Romans woke up to a rare snowfall Monday, after an Arctic storm passing over much of Europe dumped enough snow to force schools to close and public transport to reduce services.
Italy’s civil protection agency decided to deploy the army to clear streets in the capital after the snowfall paralyzed Rome with just a few centimeters (inches) of snow.
Parks that usually stay green through winter were blanketed with snow, giving eager Romans a rare opportunity to go sledding. Even the Circo Massimo became a hotspot for snowball fights, while Piazza Navona, with its famed Bernini fountains, turned into a snow-dusted winter wonderland.
Rome’s Mediterranean climate and proximity to the sea usually result in mild winters, such that restaurants often keep outdoor seating open even through the coldest months of the year. As a result, the Monday morning snowfall, though not huge in quantity, brought excited young Romans out to play in the snow or walk in the slush.
Mayor Virginia Raggi signed an ordinance Sunday evening closing public schools as a precaution, and many private ones followed suit.
Elsewhere in much of northern and central Italy, the storm also closed schools and disrupted transport.
In Moscow, temperatures dropped to this winter’s low despite the approaching spring. The mercury in the Russian capital dropped to nearly -20 C (-4 F) on Sunday night, the coldest this winter, the Meteorological Office said Monday.
Meteorologists are forecasting unusually low temperatures for early March. Roman Vilfand, chief of the Russian Meteorological Office, told the Interfax news agency that Muscovites should brace themselves for frosty weather in early March and could only “count on the warmth of the soul,” not higher temperatures outside.
Croatia, meanwhile, has been gripped by freezing weather, with even towns along most of the Adriatic coast waking up to temperatures below freezing. The spell of winter weather has closed schools in the northwest, and heavy vehicles were banned from all roads leading toward the coast.
About 1,000 Croatian soldiers have joined efforts to clear the snow in the worst-affected areas where more than 1.5 meters (about five feet) of snow have been reported.
Towns along the Adriatic coast have also been hit by strong winds which also hampered sea traffic toward the islands. Only the southern part of the coast recorded temperatures above freezing on Monday morning.

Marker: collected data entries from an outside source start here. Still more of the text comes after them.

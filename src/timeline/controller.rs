//! Time-window controller.
//!
//! Owns the one `FilterState` of a session. Both input sources (the range
//! control and narrative checkpoints) end in `set_cursor`, which recomputes
//! the visible set and then, in order: scales, plot, summary panels, and
//! finally drops any brush selection (its pixels referred to the old marks).
//!
//! Visibility is inclusive: a commit authored exactly at the cursor is shown.

use std::collections::HashSet;

use chrono::{DateTime, Utc};

use crate::error::{AppError, Result};
use crate::models::{CursorView, DatasetInfo, Point, RangeControlState, SelectionSummary, TimelineView};
use crate::timeline::aggregate::{aggregate, Commit};
use crate::timeline::config::ViewConfig;
use crate::timeline::narrative::NarrativeTrack;
use crate::timeline::panels::{CategoryPalette, SummaryPanels};
use crate::timeline::plot::{PlotScene, RenderDiff};
use crate::timeline::record::LineRecord;
use crate::timeline::scales::{time_extent, Scales, TimeScale};
use crate::timeline::selection::{select, summarize_selection, BrushPhase, SelectionRegion};

/// A bounded input control: `min <= value <= max`.
#[derive(Debug, Clone, Copy, PartialEq)]
pub struct RangeControl {
    pub min: f64,
    pub max: f64,
    pub value: f64,
}

impl RangeControl {
    fn clamp(&self, value: f64) -> f64 {
        if value.is_finite() {
            value.clamp(self.min.min(self.max), self.max.max(self.min))
        } else {
            self.max
        }
    }

    pub fn fill_percent(&self) -> f64 {
        if self.max == self.min {
            return 100.0;
        }
        (self.value - self.min) / (self.max - self.min) * 100.0
    }

    pub fn to_state(&self) -> RangeControlState {
        RangeControlState {
            min: self.min,
            max: self.max,
            value: self.value,
            fill_percent: self.fill_percent(),
        }
    }
}

/// Range control plus the time scale fitted to the full commit extent.
#[derive(Debug, Clone)]
struct Slider {
    control: RangeControl,
    scale: TimeScale,
}

/// The single piece of mutable state shared by every panel.
#[derive(Debug, Clone)]
struct FilterState {
    cursor_time: DateTime<Utc>,
    /// Indices into the commit list, in commit order.
    visible: Vec<usize>,
    selection_region: Option<SelectionRegion>,
}

fn pick<'a>(commits: &'a [Commit], indices: &[usize]) -> Vec<&'a Commit> {
    indices.iter().map(|&i| &commits[i]).collect()
}

pub fn format_cursor(cursor: &DateTime<Utc>) -> String {
    cursor.format("%B %-d, %Y at %-I:%M %p").to_string()
}

pub struct TimelineController {
    source: String,
    record_count: usize,
    commits: Vec<Commit>,
    config: ViewConfig,
    palette: CategoryPalette,
    slider: Option<Slider>,
    narrative: NarrativeTrack,
    filter: FilterState,
    scales: Scales,
    plot: PlotScene,
    panels: SummaryPanels,
    selection: SelectionSummary,
}

impl TimelineController {
    /// Aggregates `records` and renders the initial window: the range
    /// control's configured starting value if any, else the full history.
    pub fn new(source: impl Into<String>, records: Vec<LineRecord>, config: ViewConfig) -> Self {
        let record_count = records.len();
        let commits = aggregate(records);
        let palette = CategoryPalette::from_commits(&commits);
        let narrative = NarrativeTrack::build(&commits, &config.narrative);

        let extent = time_extent(&commits);
        let latest = extent.map(|(_, hi)| hi).unwrap_or_default();
        let (first, last) = extent.unwrap_or((latest, latest));

        let mut slider = config.range.map(|range| Slider {
            control: RangeControl {
                min: range.min,
                max: range.max,
                value: range.max,
            },
            scale: TimeScale::new(first, last, (range.min, range.max)),
        });
        let initial = config.range.and_then(|range| range.initial);
        let cursor = match (slider.as_mut(), initial) {
            (Some(slider), Some(value)) => {
                slider.control.value = slider.control.clamp(value);
                slider.scale.invert(slider.control.value)
            }
            _ => latest,
        };

        tracing::info!(
            "Aggregated {} records into {} commits",
            record_count,
            commits.len()
        );

        let scales = Scales::fit(&[], cursor, &config);
        let mut controller = Self {
            source: source.into(),
            record_count,
            commits,
            config,
            palette,
            slider,
            narrative,
            filter: FilterState {
                cursor_time: cursor,
                visible: Vec::new(),
                selection_region: None,
            },
            scales,
            plot: PlotScene::new(),
            panels: SummaryPanels::default(),
            selection: SelectionSummary::empty(),
        };
        controller.set_cursor(cursor);
        controller
    }

    /// The single reducer every cursor change goes through.
    pub fn set_cursor(&mut self, cursor: DateTime<Utc>) -> RenderDiff {
        self.filter.cursor_time = cursor;
        self.filter.visible = self
            .commits
            .iter()
            .enumerate()
            .filter(|(_, commit)| commit.authored_utc() <= cursor)
            .map(|(i, _)| i)
            .collect();

        let visible = pick(&self.commits, &self.filter.visible);
        self.scales = Scales::fit(&visible, cursor, &self.config);
        let diff = self.plot.render(&visible, &self.scales);
        self.panels = SummaryPanels::compute(&visible, &self.palette);

        self.filter.selection_region = None;
        self.plot.set_selected(&HashSet::new());
        self.selection = SelectionSummary::empty();

        tracing::debug!(
            cursor = %cursor,
            visible = visible.len(),
            entered = diff.entered.len(),
            updated = diff.updated.len(),
            exited = diff.exited.len(),
            "Recomputed time window"
        );
        diff
    }

    /// Range control moved to `value` (clamped to the control's bounds).
    pub fn range_input(&mut self, value: f64) -> Result<RenderDiff> {
        if !value.is_finite() {
            return Err(AppError::InvalidInput(format!("range value {}", value)));
        }
        let slider = self
            .slider
            .as_mut()
            .ok_or_else(|| AppError::InvalidInput("no range control configured".to_string()))?;
        slider.control.value = slider.control.clamp(value);
        let cursor = slider.scale.invert(slider.control.value);
        Ok(self.set_cursor(cursor))
    }

    /// Narrative checkpoint for `commit_id` reached. Moves the range control
    /// to the matching position so both inputs agree.
    pub fn narrative_step(&mut self, commit_id: &str) -> Result<RenderDiff> {
        let cursor = self
            .commit(commit_id)
            .map(|c| c.authored_utc())
            .ok_or_else(|| AppError::CommitNotFound(commit_id.to_string()))?;

        if let Some(slider) = self.slider.as_mut() {
            slider.control.value = slider.control.clamp(slider.scale.map(&cursor));
        }
        self.narrative.sync_to(commit_id);
        Ok(self.set_cursor(cursor))
    }

    /// Scroll position changed. Steps the narrative only when a different
    /// checkpoint became active.
    pub fn scroll(&mut self, scroll_top: f64, viewport_height: f64) -> Result<Option<RenderDiff>> {
        if !scroll_top.is_finite() || !viewport_height.is_finite() {
            return Err(AppError::InvalidInput("scroll position must be finite".to_string()));
        }
        let fired = self
            .narrative
            .observe(scroll_top, viewport_height)
            .map(|checkpoint| checkpoint.commit_id.clone());
        match fired {
            Some(id) => self.narrative_step(&id).map(Some),
            None => Ok(None),
        }
    }

    /// Brush start/move/end. `None` clears the selection.
    pub fn brush(
        &mut self,
        phase: BrushPhase,
        region: Option<SelectionRegion>,
    ) -> Result<&SelectionSummary> {
        if region.is_some_and(|r| !r.is_finite()) {
            return Err(AppError::InvalidInput("selection region must be finite".to_string()));
        }
        self.filter.selection_region = region;
        self.apply_selection();
        tracing::trace!(?phase, selected = self.selection.count, "Brush");
        Ok(&self.selection)
    }

    pub fn clear_selection(&mut self) {
        self.filter.selection_region = None;
        self.apply_selection();
    }

    /// Recomputes the selection subset and the panels that follow it: the
    /// selection when a region is active, otherwise the whole visible set.
    fn apply_selection(&mut self) {
        let region = self.filter.selection_region.as_ref();
        let visible = pick(&self.commits, &self.filter.visible);
        let subset = select(region, &visible, &self.scales);

        let ids: HashSet<&str> = subset.iter().map(|c| c.id.as_str()).collect();
        self.plot.set_selected(&ids);
        self.selection = summarize_selection(region, &subset, &self.scales);

        let authoritative = if region.is_some() { &subset } else { &visible };
        self.panels = SummaryPanels::compute(authoritative, &self.palette);
    }

    pub fn hover(&mut self, commit_id: &str, pointer: Point) -> Result<()> {
        let commit = self
            .filter
            .visible
            .iter()
            .map(|&i| &self.commits[i])
            .find(|c| c.id == commit_id)
            .ok_or_else(|| AppError::CommitNotFound(commit_id.to_string()))?;
        let url = commit.url(&self.config.repo_url);

        if self.plot.hover_enter(commit, url, pointer) {
            Ok(())
        } else {
            Err(AppError::CommitNotFound(commit_id.to_string()))
        }
    }

    pub fn unhover(&mut self) {
        self.plot.hover_leave();
    }

    pub fn source(&self) -> &str {
        &self.source
    }

    pub fn config(&self) -> &ViewConfig {
        &self.config
    }

    pub fn commits(&self) -> &[Commit] {
        &self.commits
    }

    pub fn commit(&self, commit_id: &str) -> Option<&Commit> {
        self.commits.iter().find(|c| c.id == commit_id)
    }

    pub fn cursor_time(&self) -> DateTime<Utc> {
        self.filter.cursor_time
    }

    pub fn visible_commits(&self) -> Vec<&Commit> {
        pick(&self.commits, &self.filter.visible)
    }

    pub fn is_visible(&self, commit_id: &str) -> bool {
        self.filter
            .visible
            .iter()
            .any(|&i| self.commits[i].id == commit_id)
    }

    pub fn range(&self) -> Option<RangeControl> {
        self.slider.as_ref().map(|s| s.control)
    }

    pub fn scales(&self) -> &Scales {
        &self.scales
    }

    pub fn plot(&self) -> &PlotScene {
        &self.plot
    }

    pub fn panels(&self) -> &SummaryPanels {
        &self.panels
    }

    pub fn selection(&self) -> &SelectionSummary {
        &self.selection
    }

    pub fn narrative(&self) -> &NarrativeTrack {
        &self.narrative
    }

    pub fn dataset_info(&self) -> DatasetInfo {
        let extent = time_extent(&self.commits);
        DatasetInfo {
            source: self.source.clone(),
            loaded: true,
            error: None,
            record_count: self.record_count,
            commit_count: self.commits.len(),
            first_commit_at: extent.map(|(lo, _)| lo.to_rfc3339()),
            last_commit_at: extent.map(|(_, hi)| hi.to_rfc3339()),
            categories: self.palette.categories().to_vec(),
        }
    }

    /// Snapshot of every panel from the current state.
    pub fn view(&self) -> TimelineView {
        let cursor = self.cursor_time();
        let scales = self.scales();
        let plot = self.plot();
        let panels = self.panels();

        TimelineView {
            source: self.source.clone(),
            error: None,
            cursor: Some(CursorView {
                time: cursor.to_rfc3339(),
                label: format_cursor(&cursor),
            }),
            range: self.range().map(|r| r.to_state()),
            total_commits: self.commits.len(),
            visible_commits: self.filter.visible.len(),
            x_axis: scales.x.axis(),
            y_axis: scales.y.axis(),
            marks: plot.marks().map(|m| m.to_view()).collect(),
            tooltip: plot.tooltip().to_view(),
            stat_items: panels.stats.items(),
            stats: panels.stats.clone(),
            files: panels.files.clone(),
            categories: panels.categories.clone(),
            selection: self.selection().clone(),
            narrative_active: self.narrative().active().map(|c| c.commit_id.clone()),
        }
    }
}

Snow and freezing temperatures have a grasp on some parts of Germany as meteorologists reported a record cold for this winter of -27 C (-16.6 Fahrenheit) on the Zugspitze mountain in the Alps.
The German Weather Service said Monday that the overnight temperatures were also low in the south and east of the country, where they went down to -15 C (5 F) in parts. It was slightly warmer in the northeast, but traffic there came to a halt in some regions because of heavy snowfall.
The German news agency dpa reported that in the northern city of Bremen, at least 10 flights were canceled due to snow, and along the Baltic coast in the state of Mecklenburg-Vorpommern, several cars crashed on icy streets, injuring at least four people.